Every encoding has a particular charset associated with it, but there can be more than one encoding for a given charset. A character is simply what it sounds like, a set of characters. There are a large number of charsets, including many that are intended for particular scripts or languages.

However, we are well along the way in the transition to Unicode, which includes a character set capable of representing almost all the world's scripts. However, there are multiple encodings for Unicode. An encoding is a way of mapping a string of characters to a string of bytes. Examples of Unicode encodings include UTF-8, UTF-16 BE, and UTF-16 LE . Each of these has advantages for particular applications or machine architectures.

Matthew Flaschen
+8  A: 

Basically:

  1. charset is the set of characters you can use
  2. encoding is the way these characters are stored into memory
Svetlozar Angelov
True, but in actual use "charset" usually refers to *both* the character repertoire and the encoding scheme.
Alan Moore
+2  A: 

A character set, or character repertoire, is simply a set (an unordered collection) of characters. A coded character set assigns an integer (a "code point") to each character in the repertoire. An encoding is a way of representing code points unambiguously as a stream of bytes.

Jonathan Feinberg
+2  A: 

A charset is just a set; it either contains, e.g. the Euro sign, or else it doesn't. That's all.

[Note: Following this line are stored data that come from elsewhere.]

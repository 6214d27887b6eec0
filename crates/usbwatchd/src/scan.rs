//! Enumeration primitive invocation
//!
//! The port-tree snapshot comes from an external tool that takes no input
//! and prints the topology as text. The tool is expected to complete within
//! a bounded time or the scan is treated as failed.

use std::process::Stdio;
use std::time::Duration;

use tokio::process::Command;
use tracing::{debug, warn};

use crate::error::{Result, WatchError};

/// Result of one enumeration run.
#[derive(Debug, Clone)]
pub struct ScanOutput {
    /// The exit code of the tool (0 = success)
    pub exit_code: i32,
    /// The captured port-tree snapshot
    pub snapshot: String,
}

impl ScanOutput {
    /// Returns true if the tool exited cleanly.
    pub fn success(&self) -> bool {
        self.exit_code == 0
    }
}

/// Run the enumeration command and capture its snapshot within `timeout`.
///
/// The command string runs through `/bin/sh -c` so packaged wrappers can use
/// pipes and arguments freely.
pub async fn run_enumeration(command: &str, timeout: Duration) -> Result<ScanOutput> {
    debug!(command = %command, "Running enumeration primitive");

    let child = Command::new("/bin/sh")
        .arg("-c")
        .arg(command)
        .stdin(Stdio::null())
        .stdout(Stdio::piped())
        .stderr(Stdio::piped())
        .output();

    let output = match tokio::time::timeout(timeout, child).await {
        Ok(Ok(output)) => output,
        Ok(Err(e)) => {
            return Err(WatchError::Enumeration(format!(
                "failed to spawn {:?}: {}",
                command, e
            )));
        }
        Err(_) => {
            return Err(WatchError::Enumeration(format!(
                "{:?} did not complete within {:?}",
                command, timeout
            )));
        }
    };

    let exit_code = output.status.code().unwrap_or(-1);
    let snapshot = String::from_utf8_lossy(&output.stdout).to_string();

    if exit_code != 0 {
        let stderr = String::from_utf8_lossy(&output.stderr);
        warn!(
            command = %command,
            exit_code = exit_code,
            stderr = %stderr.trim(),
            "Enumeration tool exited non-zero"
        );
    }

    Ok(ScanOutput { exit_code, snapshot })
}

#[cfg(test)]
mod tests {
    use super::*;

    #[tokio::test]
    async fn test_run_enumeration_captures_stdout() {
        let out = run_enumeration("echo '[Port 1-1]'", Duration::from_secs(5))
            .await
            .unwrap();
        assert!(out.success());
        assert_eq!(out.snapshot.trim(), "[Port 1-1]");
    }

    #[tokio::test]
    async fn test_run_enumeration_reports_exit_code() {
        let out = run_enumeration("exit 3", Duration::from_secs(5)).await.unwrap();
        assert!(!out.success());
        assert_eq!(out.exit_code, 3);
    }

    #[tokio::test]
    async fn test_run_enumeration_times_out() {
        let err = run_enumeration("sleep 5", Duration::from_millis(100))
            .await
            .unwrap_err();
        assert!(matches!(err, WatchError::Enumeration(_)));
    }
}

An encoding is a bijective mapping from a character set to a set of integers. If it supports the Euro sign, it must assign a specific integer to that character and to no other.

Kilian Foth
Does it have to be bijective?
Jörg W Mittag
Well, encoding and decoding should be deterministic, so there really can't be any ambiguous mappings. I suppose you could have a non-contiguous set of integers as the codomain, but that would waste space when you store text, and engineers hate wasted space.
Kilian Foth
Legacy character encodings are often not bijective. For example, in IBM437, both ß and β are represented by 0xE1.
dan04
+3  A: 

In addition to the other answers I think this article is a good read http://www.joelonsoftware.com/articles/Unicode.html

mattanja
Thanks a lot for introducing the article. It *is* a good one.
TK
+1  A: 

Googled for it. http://en.wikipedia.org/wiki/Character_encoding

The difference seems to be subtle. The term charset actually doesn't apply to Unicode. Unicode goes through a series of abstractions. abstract characters -> code points -> encoding of code points to bytes.

Charsets actually skip this and directly jump from characters to bytes. sequence of bytes <-> sequence of characters

In short, encoding : code points -> bytes charset: characters -> bytes

Fakrudeen
+2  A: 

A character encoding consists of:

  1. The set of supported characters
  2. A mapping between characters and integers ("code points")
  3. How code points are encoded as a series of "code units" (e.g., 16-bit units for UTF-16)
  4. How code units are encoded into bytes (e.g., big-endian or little-endian)

Step #1 by itself is a "character repertoire" or abstract "character set", and #1 + #2 = a "coded character set".

But back before Unicode became popular and everyone (except East Asians) was using a single-byte encoding, steps #3 and #4 were trivial (code point = code unit = byte). Thus, older protocols didn't clearly distinguish between "character encoding" and "coded character set". Older protocols use charset when they really mean encoding.

dan04